=== Instructions to follow ===
Go through the data and tally the lines that hold the string "loop". Reply with the total alone.

────────────────

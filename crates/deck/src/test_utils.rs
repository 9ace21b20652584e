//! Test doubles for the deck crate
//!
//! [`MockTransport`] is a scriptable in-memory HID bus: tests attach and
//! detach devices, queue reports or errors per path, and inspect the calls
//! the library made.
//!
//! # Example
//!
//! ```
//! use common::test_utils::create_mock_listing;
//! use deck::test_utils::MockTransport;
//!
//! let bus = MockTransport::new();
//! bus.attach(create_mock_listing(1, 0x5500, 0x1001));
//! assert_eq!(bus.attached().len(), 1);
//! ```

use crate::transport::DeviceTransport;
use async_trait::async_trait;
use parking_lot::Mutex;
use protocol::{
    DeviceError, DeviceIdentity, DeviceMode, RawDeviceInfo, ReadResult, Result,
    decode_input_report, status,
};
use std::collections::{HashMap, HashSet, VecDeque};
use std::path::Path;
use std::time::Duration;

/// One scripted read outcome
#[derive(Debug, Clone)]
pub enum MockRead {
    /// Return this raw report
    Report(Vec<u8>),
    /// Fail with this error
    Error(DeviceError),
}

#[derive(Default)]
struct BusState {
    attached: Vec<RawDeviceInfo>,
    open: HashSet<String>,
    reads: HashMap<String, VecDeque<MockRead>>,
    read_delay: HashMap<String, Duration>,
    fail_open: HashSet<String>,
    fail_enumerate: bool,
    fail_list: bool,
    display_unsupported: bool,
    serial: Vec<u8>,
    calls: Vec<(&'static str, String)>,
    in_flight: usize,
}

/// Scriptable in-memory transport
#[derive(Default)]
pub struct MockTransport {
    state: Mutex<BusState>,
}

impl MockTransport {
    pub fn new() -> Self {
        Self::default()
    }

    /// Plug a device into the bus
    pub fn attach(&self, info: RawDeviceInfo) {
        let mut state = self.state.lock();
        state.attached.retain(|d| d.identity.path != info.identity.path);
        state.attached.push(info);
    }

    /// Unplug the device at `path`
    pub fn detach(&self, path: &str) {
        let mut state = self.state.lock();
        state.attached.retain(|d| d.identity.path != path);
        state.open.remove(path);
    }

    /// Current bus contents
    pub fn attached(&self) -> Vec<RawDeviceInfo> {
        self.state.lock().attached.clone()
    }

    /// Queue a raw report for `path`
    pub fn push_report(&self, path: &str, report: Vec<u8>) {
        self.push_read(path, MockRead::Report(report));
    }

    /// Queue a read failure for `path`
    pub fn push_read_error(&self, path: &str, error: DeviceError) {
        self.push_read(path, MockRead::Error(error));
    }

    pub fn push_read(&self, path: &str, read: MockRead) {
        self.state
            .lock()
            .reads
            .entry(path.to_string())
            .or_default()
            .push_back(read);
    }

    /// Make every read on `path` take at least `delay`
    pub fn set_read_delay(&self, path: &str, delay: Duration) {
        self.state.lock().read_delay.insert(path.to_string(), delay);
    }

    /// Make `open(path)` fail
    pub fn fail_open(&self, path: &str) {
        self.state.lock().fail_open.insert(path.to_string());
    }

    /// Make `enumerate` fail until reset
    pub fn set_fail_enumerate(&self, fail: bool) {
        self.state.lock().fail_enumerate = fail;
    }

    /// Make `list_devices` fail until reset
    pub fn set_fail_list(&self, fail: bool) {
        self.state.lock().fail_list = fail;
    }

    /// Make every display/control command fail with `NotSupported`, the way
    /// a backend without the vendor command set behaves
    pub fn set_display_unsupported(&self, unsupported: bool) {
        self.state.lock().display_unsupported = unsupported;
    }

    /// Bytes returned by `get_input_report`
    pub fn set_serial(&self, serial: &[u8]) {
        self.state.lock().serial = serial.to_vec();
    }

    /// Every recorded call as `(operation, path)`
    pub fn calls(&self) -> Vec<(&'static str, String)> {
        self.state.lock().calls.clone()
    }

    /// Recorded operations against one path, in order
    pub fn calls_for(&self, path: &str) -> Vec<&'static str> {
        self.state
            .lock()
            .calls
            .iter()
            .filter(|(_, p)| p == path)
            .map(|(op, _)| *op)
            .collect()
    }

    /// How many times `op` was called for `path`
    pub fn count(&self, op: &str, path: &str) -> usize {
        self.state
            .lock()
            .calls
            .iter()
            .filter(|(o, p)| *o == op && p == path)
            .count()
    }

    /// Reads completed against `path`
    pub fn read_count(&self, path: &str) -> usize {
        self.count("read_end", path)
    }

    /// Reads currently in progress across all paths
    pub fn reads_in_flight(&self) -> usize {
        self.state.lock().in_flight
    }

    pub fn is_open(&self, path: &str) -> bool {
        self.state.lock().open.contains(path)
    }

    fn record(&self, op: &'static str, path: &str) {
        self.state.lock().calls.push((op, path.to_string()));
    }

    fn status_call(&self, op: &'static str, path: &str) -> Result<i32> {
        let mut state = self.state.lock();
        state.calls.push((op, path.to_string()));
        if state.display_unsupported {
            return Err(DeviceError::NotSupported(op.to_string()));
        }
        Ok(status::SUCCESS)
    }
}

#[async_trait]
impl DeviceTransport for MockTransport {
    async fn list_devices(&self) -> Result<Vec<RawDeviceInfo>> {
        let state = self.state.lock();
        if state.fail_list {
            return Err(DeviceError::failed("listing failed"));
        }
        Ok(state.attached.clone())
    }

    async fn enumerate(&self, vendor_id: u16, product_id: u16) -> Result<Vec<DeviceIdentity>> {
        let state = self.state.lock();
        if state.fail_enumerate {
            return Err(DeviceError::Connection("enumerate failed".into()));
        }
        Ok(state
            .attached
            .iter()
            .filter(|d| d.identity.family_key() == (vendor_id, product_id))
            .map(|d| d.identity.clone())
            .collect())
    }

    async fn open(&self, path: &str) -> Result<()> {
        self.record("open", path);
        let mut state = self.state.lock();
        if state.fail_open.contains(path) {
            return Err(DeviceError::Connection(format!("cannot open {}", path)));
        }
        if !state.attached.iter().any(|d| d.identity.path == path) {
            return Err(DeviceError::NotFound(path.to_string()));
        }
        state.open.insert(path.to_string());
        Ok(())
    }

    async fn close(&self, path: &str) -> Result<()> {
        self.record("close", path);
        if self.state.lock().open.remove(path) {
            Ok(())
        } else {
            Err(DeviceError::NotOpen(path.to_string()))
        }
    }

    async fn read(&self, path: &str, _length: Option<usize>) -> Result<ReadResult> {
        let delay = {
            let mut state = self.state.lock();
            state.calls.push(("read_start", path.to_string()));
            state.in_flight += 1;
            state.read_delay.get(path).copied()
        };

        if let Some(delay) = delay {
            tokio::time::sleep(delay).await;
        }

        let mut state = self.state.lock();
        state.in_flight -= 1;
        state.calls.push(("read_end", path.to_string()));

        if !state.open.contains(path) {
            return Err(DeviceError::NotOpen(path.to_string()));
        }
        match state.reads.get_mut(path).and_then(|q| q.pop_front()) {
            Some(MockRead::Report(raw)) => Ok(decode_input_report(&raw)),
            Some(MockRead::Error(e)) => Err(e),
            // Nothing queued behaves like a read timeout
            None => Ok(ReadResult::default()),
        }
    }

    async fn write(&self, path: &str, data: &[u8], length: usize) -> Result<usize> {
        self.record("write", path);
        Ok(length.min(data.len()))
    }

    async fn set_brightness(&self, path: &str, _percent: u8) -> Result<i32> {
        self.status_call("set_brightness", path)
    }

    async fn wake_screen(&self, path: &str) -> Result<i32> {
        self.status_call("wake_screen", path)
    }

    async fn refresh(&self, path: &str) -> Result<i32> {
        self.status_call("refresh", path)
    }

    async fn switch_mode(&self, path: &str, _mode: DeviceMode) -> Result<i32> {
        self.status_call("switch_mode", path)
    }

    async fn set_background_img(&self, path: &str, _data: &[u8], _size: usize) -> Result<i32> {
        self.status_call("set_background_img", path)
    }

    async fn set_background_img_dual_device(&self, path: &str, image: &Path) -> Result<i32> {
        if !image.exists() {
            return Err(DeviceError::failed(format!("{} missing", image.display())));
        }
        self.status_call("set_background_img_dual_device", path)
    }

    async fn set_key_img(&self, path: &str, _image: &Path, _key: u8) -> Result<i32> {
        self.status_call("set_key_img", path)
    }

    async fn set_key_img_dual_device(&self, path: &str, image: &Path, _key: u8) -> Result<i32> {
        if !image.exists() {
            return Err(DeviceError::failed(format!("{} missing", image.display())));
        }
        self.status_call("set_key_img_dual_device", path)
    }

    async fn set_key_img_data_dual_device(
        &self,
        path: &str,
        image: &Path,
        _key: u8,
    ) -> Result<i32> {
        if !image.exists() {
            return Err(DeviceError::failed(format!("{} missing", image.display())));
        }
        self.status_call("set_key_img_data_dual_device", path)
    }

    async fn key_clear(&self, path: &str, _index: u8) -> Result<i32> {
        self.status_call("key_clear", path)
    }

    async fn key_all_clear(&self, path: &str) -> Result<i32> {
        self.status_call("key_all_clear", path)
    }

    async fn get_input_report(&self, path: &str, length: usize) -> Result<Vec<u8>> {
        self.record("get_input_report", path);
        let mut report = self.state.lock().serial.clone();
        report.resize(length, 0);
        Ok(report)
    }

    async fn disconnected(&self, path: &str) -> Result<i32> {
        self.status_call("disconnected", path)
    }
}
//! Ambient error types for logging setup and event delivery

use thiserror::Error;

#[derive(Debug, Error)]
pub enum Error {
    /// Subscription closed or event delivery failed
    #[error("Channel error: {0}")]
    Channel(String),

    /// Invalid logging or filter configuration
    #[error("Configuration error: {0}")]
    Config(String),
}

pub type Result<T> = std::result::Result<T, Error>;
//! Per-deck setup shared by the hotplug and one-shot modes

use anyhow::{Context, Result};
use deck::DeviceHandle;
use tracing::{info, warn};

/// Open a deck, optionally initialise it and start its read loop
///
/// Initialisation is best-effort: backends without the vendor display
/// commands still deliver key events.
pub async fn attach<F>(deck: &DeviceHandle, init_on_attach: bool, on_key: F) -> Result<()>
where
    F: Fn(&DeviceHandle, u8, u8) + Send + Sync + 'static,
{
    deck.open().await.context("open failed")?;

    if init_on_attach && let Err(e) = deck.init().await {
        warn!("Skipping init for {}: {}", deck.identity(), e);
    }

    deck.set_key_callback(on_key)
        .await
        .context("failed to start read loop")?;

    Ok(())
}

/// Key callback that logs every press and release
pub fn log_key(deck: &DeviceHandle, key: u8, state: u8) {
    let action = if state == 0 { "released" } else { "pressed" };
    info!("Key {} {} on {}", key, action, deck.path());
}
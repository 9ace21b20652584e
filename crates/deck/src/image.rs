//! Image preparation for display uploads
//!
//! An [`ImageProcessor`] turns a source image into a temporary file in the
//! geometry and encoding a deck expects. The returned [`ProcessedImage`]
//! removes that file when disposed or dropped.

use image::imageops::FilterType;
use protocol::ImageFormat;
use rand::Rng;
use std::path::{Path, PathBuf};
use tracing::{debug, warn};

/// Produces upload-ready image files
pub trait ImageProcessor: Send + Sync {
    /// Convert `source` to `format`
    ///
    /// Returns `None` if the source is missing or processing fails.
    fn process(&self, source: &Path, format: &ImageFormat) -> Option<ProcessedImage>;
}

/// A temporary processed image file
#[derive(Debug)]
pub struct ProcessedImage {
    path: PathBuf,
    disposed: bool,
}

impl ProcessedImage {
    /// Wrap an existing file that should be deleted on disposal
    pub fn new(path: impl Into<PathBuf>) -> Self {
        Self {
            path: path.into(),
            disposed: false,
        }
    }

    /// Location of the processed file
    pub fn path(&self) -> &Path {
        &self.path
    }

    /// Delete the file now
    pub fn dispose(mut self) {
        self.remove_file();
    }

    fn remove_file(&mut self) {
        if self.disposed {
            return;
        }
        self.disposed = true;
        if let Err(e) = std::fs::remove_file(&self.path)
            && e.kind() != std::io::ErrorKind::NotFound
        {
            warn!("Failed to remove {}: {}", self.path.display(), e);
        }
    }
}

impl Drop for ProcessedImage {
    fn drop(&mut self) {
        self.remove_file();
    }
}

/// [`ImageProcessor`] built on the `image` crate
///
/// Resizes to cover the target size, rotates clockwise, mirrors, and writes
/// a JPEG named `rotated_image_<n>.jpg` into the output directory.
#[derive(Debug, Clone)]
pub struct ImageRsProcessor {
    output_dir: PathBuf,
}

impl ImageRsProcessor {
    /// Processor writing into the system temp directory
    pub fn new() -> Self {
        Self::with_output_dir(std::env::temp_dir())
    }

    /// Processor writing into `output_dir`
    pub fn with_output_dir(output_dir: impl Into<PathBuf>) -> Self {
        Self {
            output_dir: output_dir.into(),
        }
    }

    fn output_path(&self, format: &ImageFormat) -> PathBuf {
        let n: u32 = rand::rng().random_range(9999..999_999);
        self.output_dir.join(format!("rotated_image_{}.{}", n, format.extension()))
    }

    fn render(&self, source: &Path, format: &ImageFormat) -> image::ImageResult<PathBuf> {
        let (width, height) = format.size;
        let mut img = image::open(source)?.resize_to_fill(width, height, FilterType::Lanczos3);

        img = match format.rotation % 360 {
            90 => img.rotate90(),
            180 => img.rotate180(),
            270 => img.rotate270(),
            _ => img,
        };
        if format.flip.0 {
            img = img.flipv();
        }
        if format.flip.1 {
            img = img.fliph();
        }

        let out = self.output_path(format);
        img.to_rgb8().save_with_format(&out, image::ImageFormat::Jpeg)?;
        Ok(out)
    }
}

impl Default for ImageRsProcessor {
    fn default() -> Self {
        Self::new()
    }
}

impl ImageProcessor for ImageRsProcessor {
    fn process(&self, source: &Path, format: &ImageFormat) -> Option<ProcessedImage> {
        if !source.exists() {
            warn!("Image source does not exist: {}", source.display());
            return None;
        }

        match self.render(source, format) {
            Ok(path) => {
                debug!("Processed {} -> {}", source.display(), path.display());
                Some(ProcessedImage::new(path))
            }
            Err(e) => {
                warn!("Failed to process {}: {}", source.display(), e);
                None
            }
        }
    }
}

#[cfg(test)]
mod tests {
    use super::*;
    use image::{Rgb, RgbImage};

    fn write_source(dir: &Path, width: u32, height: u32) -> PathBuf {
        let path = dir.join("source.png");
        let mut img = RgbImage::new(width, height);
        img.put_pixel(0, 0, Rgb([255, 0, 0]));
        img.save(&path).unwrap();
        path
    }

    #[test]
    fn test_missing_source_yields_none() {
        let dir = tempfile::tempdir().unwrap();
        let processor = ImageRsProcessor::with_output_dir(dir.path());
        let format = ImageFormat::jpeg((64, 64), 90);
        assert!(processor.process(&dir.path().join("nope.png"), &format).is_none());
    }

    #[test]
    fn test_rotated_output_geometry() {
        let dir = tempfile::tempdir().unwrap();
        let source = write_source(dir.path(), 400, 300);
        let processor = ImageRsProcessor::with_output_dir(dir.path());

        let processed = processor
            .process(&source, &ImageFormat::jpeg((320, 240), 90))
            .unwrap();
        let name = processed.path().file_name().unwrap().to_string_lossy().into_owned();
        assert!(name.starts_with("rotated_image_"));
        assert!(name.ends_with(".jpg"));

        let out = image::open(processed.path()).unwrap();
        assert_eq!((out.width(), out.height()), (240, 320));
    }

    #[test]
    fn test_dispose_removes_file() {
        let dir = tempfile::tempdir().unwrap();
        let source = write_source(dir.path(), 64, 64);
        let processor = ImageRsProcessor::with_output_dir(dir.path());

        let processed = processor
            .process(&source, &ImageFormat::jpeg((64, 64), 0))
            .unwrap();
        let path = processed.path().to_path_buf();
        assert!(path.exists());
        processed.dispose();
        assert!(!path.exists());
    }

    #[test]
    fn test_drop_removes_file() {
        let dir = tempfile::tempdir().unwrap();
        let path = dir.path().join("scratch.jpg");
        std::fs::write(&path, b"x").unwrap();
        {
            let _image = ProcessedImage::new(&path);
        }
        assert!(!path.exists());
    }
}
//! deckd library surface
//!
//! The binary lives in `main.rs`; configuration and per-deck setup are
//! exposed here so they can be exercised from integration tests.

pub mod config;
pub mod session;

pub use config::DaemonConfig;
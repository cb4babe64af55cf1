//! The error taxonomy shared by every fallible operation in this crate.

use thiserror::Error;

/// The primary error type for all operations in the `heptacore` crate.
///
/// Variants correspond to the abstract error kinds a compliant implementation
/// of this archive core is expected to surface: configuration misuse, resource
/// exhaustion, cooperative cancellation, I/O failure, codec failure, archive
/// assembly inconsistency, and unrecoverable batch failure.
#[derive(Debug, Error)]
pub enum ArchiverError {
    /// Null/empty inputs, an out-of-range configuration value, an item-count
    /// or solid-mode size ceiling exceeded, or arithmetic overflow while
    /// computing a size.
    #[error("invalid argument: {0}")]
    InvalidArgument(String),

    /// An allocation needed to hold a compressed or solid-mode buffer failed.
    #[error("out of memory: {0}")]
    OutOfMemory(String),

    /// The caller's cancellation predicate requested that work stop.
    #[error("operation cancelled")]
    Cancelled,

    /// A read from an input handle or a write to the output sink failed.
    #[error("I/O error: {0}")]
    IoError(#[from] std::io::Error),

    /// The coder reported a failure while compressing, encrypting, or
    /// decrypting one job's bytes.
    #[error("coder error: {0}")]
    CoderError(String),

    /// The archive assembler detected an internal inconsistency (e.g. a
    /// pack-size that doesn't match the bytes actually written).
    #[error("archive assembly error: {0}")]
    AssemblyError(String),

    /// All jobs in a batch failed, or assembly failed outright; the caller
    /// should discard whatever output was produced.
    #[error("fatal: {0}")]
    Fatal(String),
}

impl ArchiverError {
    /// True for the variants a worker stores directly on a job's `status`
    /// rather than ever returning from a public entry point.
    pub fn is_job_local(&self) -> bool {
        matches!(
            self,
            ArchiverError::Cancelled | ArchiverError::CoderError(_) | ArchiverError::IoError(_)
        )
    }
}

────────────────

=== Answer area ===
2